Memories of the horrific consequences of far-right extremism remain strong in Europe. Yet nearly 65 years after the Nazi Holocaust, the extreme right has been gaining ground in parts of the continent, prompting worries that ultranationalism is on the upswing.
“The possibilities for a rise of the far right in the light of the financial and economic crisis are there,” Anton Pelinka, a professor of politics at Central European University in Budapest, Hungary, told The Guardian, a leading British newspaper.
So far, the European far right is advancing further — at the polls and in the expansion of illegal neo-Nazi organizations — than in the United States. But the gains by European extremists give heart to their U.S. counterparts, who have long maintained ties to Europe, though some European governments do their best to disrupt the relationships. In April, the Czech Republic expelled ex-Ku Klux Klan leader David Duke, a neo-Nazi, who had been invited by an extremist Czech group to lecture in Prague and Brno.
And the British government announced in early May that it had barred — among others — Don Black, founder of the Stormfront Web site, from entering Britain.
Duke's aborted visit notwithstanding, transatlantic ties may have frayed somewhat following the 2002 death of William Pierce. The American neo-Nazi leader had been traveling regularly to Europe for meetings, says Mark Potok, Intelligence Project director at the Southern Poverty Law Center, in Birmingham, Ala. But even if Duke fails to take Pierce's place as emissary to the Old World, American far-right Web sites commonly post links to extremist Web sites and news from Europe.
The news is plentiful. In Austria, the country's two far-right parties together won 29 percent of the vote in national parliamentary elections last year. One of the parties had been founded by Jörg Haider, who died in a car crash shortly after the vote. Haider made his brand of politics a major force by combining salesmanship, xenophobic opposition to immigration and appeals to the Nazi heritage of Adolf Hitler's country of birth.
Haider had been forced to quit as a provincial governor in 1991 (he was reelected in 1999) after praising Hitler's “orderly employment program.” And in 1995 he praised Waffen SS veterans as “decent men of character who remained faithful to their ideals.”

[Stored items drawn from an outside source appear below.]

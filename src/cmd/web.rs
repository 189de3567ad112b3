//! web command - open the current repository in a web browser

use crate::env::{requirements, EnvRequirement, Ggman, Url};
use crate::program::{Command, Context, Description, Flag, FlagValues, ProgramError};

use super::{current_repo, parse_url};

/// `ggman web [--url]`
#[derive(Debug, Default)]
pub struct WebCommand {
    url: bool,
}

/// The https page of the repository at `url`.
pub fn web_url(url: &Url) -> String {
    format!("https://{}", url.components().join("/"))
}

impl Command<Ggman> for WebCommand {
    fn description(&self) -> Description<EnvRequirement> {
        Description::new(
            "web",
            "Open the current repository in a web browser",
            requirements::NONE,
        )
    }

    fn flags(&self) -> Vec<Flag> {
        vec![Flag::switch("url")
            .short('u')
            .long("url")
            .usage("Print the url instead of opening it")]
    }

    fn apply_flags(&mut self, values: &FlagValues) -> Result<(), ProgramError> {
        self.url = values.switch("url");
        Ok(())
    }

    fn run(&mut self, ctx: &mut Context<'_, Ggman>) -> Result<(), ProgramError> {
        let remote = current_repo(&ctx.runtime.workdir)?
            .default_remote_url()?
            .ok_or_else(|| ProgramError::invalid_target("repository has no remote"))?;
        let page = web_url(&parse_url(&remote)?);

        if self.url {
            return ctx.println(page);
        }
        open::that(&page)
            .map_err(|e| ProgramError::command(format!("unable to open '{}': {}", page, e)))
    }
}

#[cfg(test)]
mod tests {
    use super::*;
    use crate::cmd::testing::Fixture;
    use crate::program::ExitCode;

    #[test]
    fn web_url_from_scp() {
        let url = Url::parse("git@github.com:hello/world.git").unwrap();
        assert_eq!(web_url(&url), "https://github.com/hello/world");
    }

    #[test]
    fn url_flag_prints() {
        let mut fixture = Fixture::new();
        fixture.workdir = Some(fixture.repo("r", Some("ssh://git@gitlab.com/a/b.git")));
        let (code, out, _) = fixture.run(&["web", "--url"]);
        assert_eq!(code, ExitCode::Success);
        assert_eq!(out, "https://gitlab.com/a/b\n");
    }
}
//! url command - print the remote url of the current repository

use crate::env::{requirements, EnvRequirement, Ggman};
use crate::program::{Command, Context, Description, ProgramError};

use super::current_repo;

/// `ggman url`
#[derive(Debug, Default)]
pub struct UrlCommand;

impl Command<Ggman> for UrlCommand {
    fn description(&self) -> Description<EnvRequirement> {
        Description::new(
            "url",
            "Print the url of the default remote of the repository containing the current directory",
            requirements::NONE,
        )
    }

    fn run(&mut self, ctx: &mut Context<'_, Ggman>) -> Result<(), ProgramError> {
        let remote = current_repo(&ctx.runtime.workdir)?
            .default_remote_url()?
            .ok_or_else(|| ProgramError::invalid_target("repository has no remote"))?;
        ctx.println(remote)
    }
}

#[cfg(test)]
mod tests {
    use crate::cmd::testing::Fixture;
    use crate::program::ExitCode;

    #[test]
    fn prints_origin() {
        let mut fixture = Fixture::new();
        let repo = fixture.repo("r", Some("git@github.com:hello/world.git"));
        fixture.workdir = Some(repo);
        let (code, out, _) = fixture.run(&["url"]);
        assert_eq!(code, ExitCode::Success);
        assert_eq!(out, "git@github.com:hello/world.git\n");
    }

    #[test]
    fn no_remote_is_invalid_target() {
        let mut fixture = Fixture::new();
        fixture.workdir = Some(fixture.repo("r", None));
        let (code, _, err) = fixture.run(&["url"]);
        assert_eq!(code, ExitCode::InvalidTarget);
        assert!(err.contains("no remote"));
    }
}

Indicators of the growing strength of extremism extend into Germany and Britain as well as parts of the former Soviet bloc. In Russia, where ultranationalist groups, including neo-Nazis, are part of the political landscape, there were at least 85 systematic killings of migrant workers from Central Asia, as well as others seen as ethnically non-Slavic, in 2008, according to the Sova Center, a Moscow-based hate crime-monitoring group. The victims included a migrant worker from Tajikistan who was beheaded. Human-rights advocates who denounce these killings have been threatened with death themselves.
Violence isn't limited to Russia. In late 2008, the police chief of Passau, a Bavarian town with a strong neo-Nazi presence, was stabbed following his 2008 order to open the grave of a former Nazi who had been buried with an illegal Swastika flag.
The attack took place against a backdrop of increasing violence by German neo-Nazi organizations. A German newspaper reported that violent crimes originating in the extremist right increased by 15 percent during the first 10 months of 2008. And a government research institute reported that a greater segment of male teenagers — 5 percent — were involved in neo-Nazi groups than in mainstream politics in 2007-2008. In formerly communist-ruled eastern Germany, nearly 10 percent of youths participated in far-right groups.
Throughout Western Europe, the enormous growth of immigrant populations, especially from Muslim countries, has provided the biggest boost to right-wing parties — from traditional conservative groups to neo-Nazis — over the past two decades.
However, the European far right's growth isn't uniform. In France, Jean-Marie Le Pen, an apologist for Nazism who was one of the pioneers of the post-World War II extreme right, saw his National Front party win only 4.3 percent of the vote in parliamentary elections in 2007. Analysts said that President Nicolas Sarkozy effectively co-opted Le Pen's anti-immigration politics, though without the ethnic and religious extremism. In 2002, Le Pen had finished second in the first round of the presidential race.
Le Pen's counterparts across the English Channel are showing more success. The British National Party (BNP) is seen by some British politicians as likely to win the most votes in an election in June to choose European Parliament representatives. BNP leaders portray their party as defending the country against non-white immigrants. Pro-immigrant policies “have made white Britons second-class citizens,” the party says.
Meanwhile, the BNP is trying to play down its historic anti-Semitism. Party leader Nick Griffin wrote in 2007 that taking an “Islamophobic” stance “is going to produce on average much better media coverage than . . . banging on about 'Jewish power.' ”
That purely tactical shift notwithstanding, others in the European political world argue that old-school anti-Semitism is flourishing — on the left as well as the right — often disguised as opposition to Israeli policies.
“The extravagant rhetoric of the demagogic left and right is gaining ground, and the most obvious manifestation is the return of anti-Semitism as an organizing ideology,” Dennis MacShane, a Labor Party member of Parliament, wrote in late 2008. “As jobs are lost and welfare becomes meaner and leaner, the politics of blaming the outsider can only grow.”